Alaimo: "Natale Pacco...a Caltanissetta, triste albero in attesa di addobbi"

[embed_video id=47289]21 dicembre, l’albero di Natale dell’amministrazione comunale di Caltanissetta è ancora senza addobbi. Triste, con rami spezzati, attende le luci e le palline. Inoltre il consigliere comunale Valeria Alaimo fa notare che: I  gazebo collocati su Corso Umberto sono obiettivamente brutti e mortificano quel famoso “salotto buono” della città che questa Amministrazione dice di volere rilanciare.

Sono tende degne del peggior campeggio! Altro che mercatini di Natale ! Se questo è il modo per rilanciare Caltanissetta, forse è il momento di fare un regalo natalizio ai nostri concittadini: andare a casa!

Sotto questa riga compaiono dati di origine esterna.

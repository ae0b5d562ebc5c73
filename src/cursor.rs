//! Definition of cursors that track the flow of bytes through a ring buffer.

use crossbeam_utils::CachePadded;
use std::sync::atomic::{AtomicBool, AtomicU64, Ordering};

/// Logical positions of producer and consumer in a byte stream.
///
/// Cursors are never wrapped, they only ever grow (until a reset). Physical
/// position of a cursor is `cursor & (capacity - 1)`.
///
/// * Write cursor is only ever stored by the producer.
/// * Read cursor is only ever stored by the consumer.
/// * Stores are `Release` and loads of the other side's cursor are `Acquire`.
///   Bytes copied before a cursor is published are visible to whoever observes
///   the published cursor.
#[derive(Debug, Default)]
pub(crate) struct Cursors {
    write: CachePadded<AtomicU64>,
    read: CachePadded<AtomicU64>,
    end: CachePadded<EndMarker>,
}

/// Position of the write cursor when the producer closed the stream.
#[derive(Debug, Default)]
struct EndMarker {
    closed: AtomicBool,
    offset: AtomicU64,
}

impl Cursors {
    /// Latest write cursor, as published by the producer.
    #[inline]
    pub(crate) fn write(&self) -> u64 {
        self.write.load(Ordering::Acquire)
    }

    /// Latest read cursor, as published by the consumer.
    #[inline]
    pub(crate) fn read(&self) -> u64 {
        self.read.load(Ordering::Acquire)
    }

    /// Write cursor as seen by the producer, which is the only one that stores it.
    #[inline]
    pub(crate) fn own_write(&self) -> u64 {
        self.write.load(Ordering::Relaxed)
    }

    /// Read cursor as seen by the consumer, which is the only one that stores it.
    #[inline]
    pub(crate) fn own_read(&self) -> u64 {
        self.read.load(Ordering::Relaxed)
    }

    /// Make bytes up to the new write cursor visible to the consumer.
    #[inline]
    pub(crate) fn publish_write(&self, write: u64) {
        debug_assert!(write >= self.own_write(), "Write cursor moved backwards");
        self.write.store(write, Ordering::Release);
    }

    /// Give bytes up to the new read cursor back to the producer.
    #[inline]
    pub(crate) fn publish_read(&self, read: u64) {
        debug_assert!(read >= self.own_read(), "Read cursor moved backwards");
        self.read.store(read, Ordering::Release);
    }

    /// Record current write cursor as the end of stream.
    pub(crate) fn close(&self) {
        self.end.offset.store(self.own_write(), Ordering::Relaxed);
        self.end.closed.store(true, Ordering::Release);
    }

    /// Write cursor at the time the stream was closed, if it was.
    pub(crate) fn end_offset(&self) -> Option<u64> {
        self.end
            .closed
            .load(Ordering::Acquire)
            .then(|| self.end.offset.load(Ordering::Relaxed))
    }

    /// Rewind both cursors to zero and forget the end of stream.
    ///
    /// Exclusive reference guarantees neither side is mid operation.
    pub(crate) fn reset(&mut self) {
        *self.write.get_mut() = 0;
        *self.read.get_mut() = 0;
        *self.end.closed.get_mut() = false;
        *self.end.offset.get_mut() = 0;
    }
}

#[cfg(test)]
mod tests {
    use super::*;

    #[test]
    fn cursors_are_on_separate_cache_lines() {
        // Producer and consumer never store to the same line.
        let line = align_of::<CachePadded<AtomicU64>>();
        assert!(line >= 64);
        assert!(size_of::<Cursors>() >= 3 * line);
    }

    #[test]
    fn state_machine() {
        let mut cursors = Cursors::default();

        // Assert starting state.
        assert_eq!(cursors.write(), 0);
        assert_eq!(cursors.read(), 0);
        assert_eq!(cursors.end_offset(), None);

        // Publish some progress from both sides.
        cursors.publish_write(100);
        cursors.publish_read(40);
        assert_eq!(cursors.write(), 100);
        assert_eq!(cursors.own_write(), 100);
        assert_eq!(cursors.read(), 40);
        assert_eq!(cursors.own_read(), 40);

        // Close marks the current write cursor.
        cursors.close();
        assert_eq!(cursors.end_offset(), Some(100));

        // Closing again moves the marker along with the producer.
        cursors.publish_write(150);
        cursors.close();
        assert_eq!(cursors.end_offset(), Some(150));

        // Reset clears everything.
        cursors.reset();
        assert_eq!(cursors.write(), 0);
        assert_eq!(cursors.read(), 0);
        assert_eq!(cursors.end_offset(), None);
    }
}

Quattro gazebo bianchi, aggiungerei bianco sporco visto che nemmeno sono stati puliti, questo merita la nostra città, mentre i gazebo in legno del Comune marciscono sotto le intemperie nello slargo del mercato ortofrutticolo in via Ponte Bloy.
Qualcuno ha detto che tali strutture, più decorose di quelle collocate, sono state acquistate con fondi regionali per realizzare un mercato del contadino e quindi per avere un utilizzo alternativo occorre richiedere autorizzazione alla Regione.
Io non so se sia vero, ma poco importa, poiché se la voce fosse veritiera confermerebbe come questa Amministrazione non abbia alcuna capacità di programmazione.

Caro Sindaco, questo Natale è un “pacco”. Abbiamo luminarie che altro non sono se non un globo con due fili rivestiti di lampadine. Quanto è costato alla collettività questo meraviglioso allestimento?
Quanto ha speso il Comune per collocare quegli orribili gazebo?
Le domande verranno riformulate come interrogazione ma la risposta arriverà forse per pasqua.
Infatti attendo ancora risposte ad interrogazioni protocollate a Luglio e di potere accedere ad atti amministrativi, nonostante sia trascorso abbondantemente al termine previsto dalla legge.
Nessuna risposta hanno ricevuto le mie richieste di chiarimento sulla volontà politica che ha spinto questa Amministrazione a fare determinate scelte.
Queste ultime considerazioni sono solo la dimostrazione di come questa Amministrazione continui da un anno e mezzo a mortificare il programma elettorale dell’Alleanza per la città, che prevedeva partecipazione, collaborazione e democrazia come principi guida, ed il ruolo di rappresentante del popolo che i consiglieri comunali rivestono.
I miei auguri di Natale al Sindaco ed alla Giunta non sono stati buoni, perché poco vi è da essere buoni. Governare una città è difficile, ma qui non si sta nemmeno a provando a governare.
I miei auguri ai miei concittadini. Auguro loro che questa Amministrazione si possa svegliare e realizzare almeno uno dei punti nel programma. Lo hanno promesso alla città quel famoso miracolo del rilancio economico, culturale e sociale. Ad oggi nulla di tutto ciò.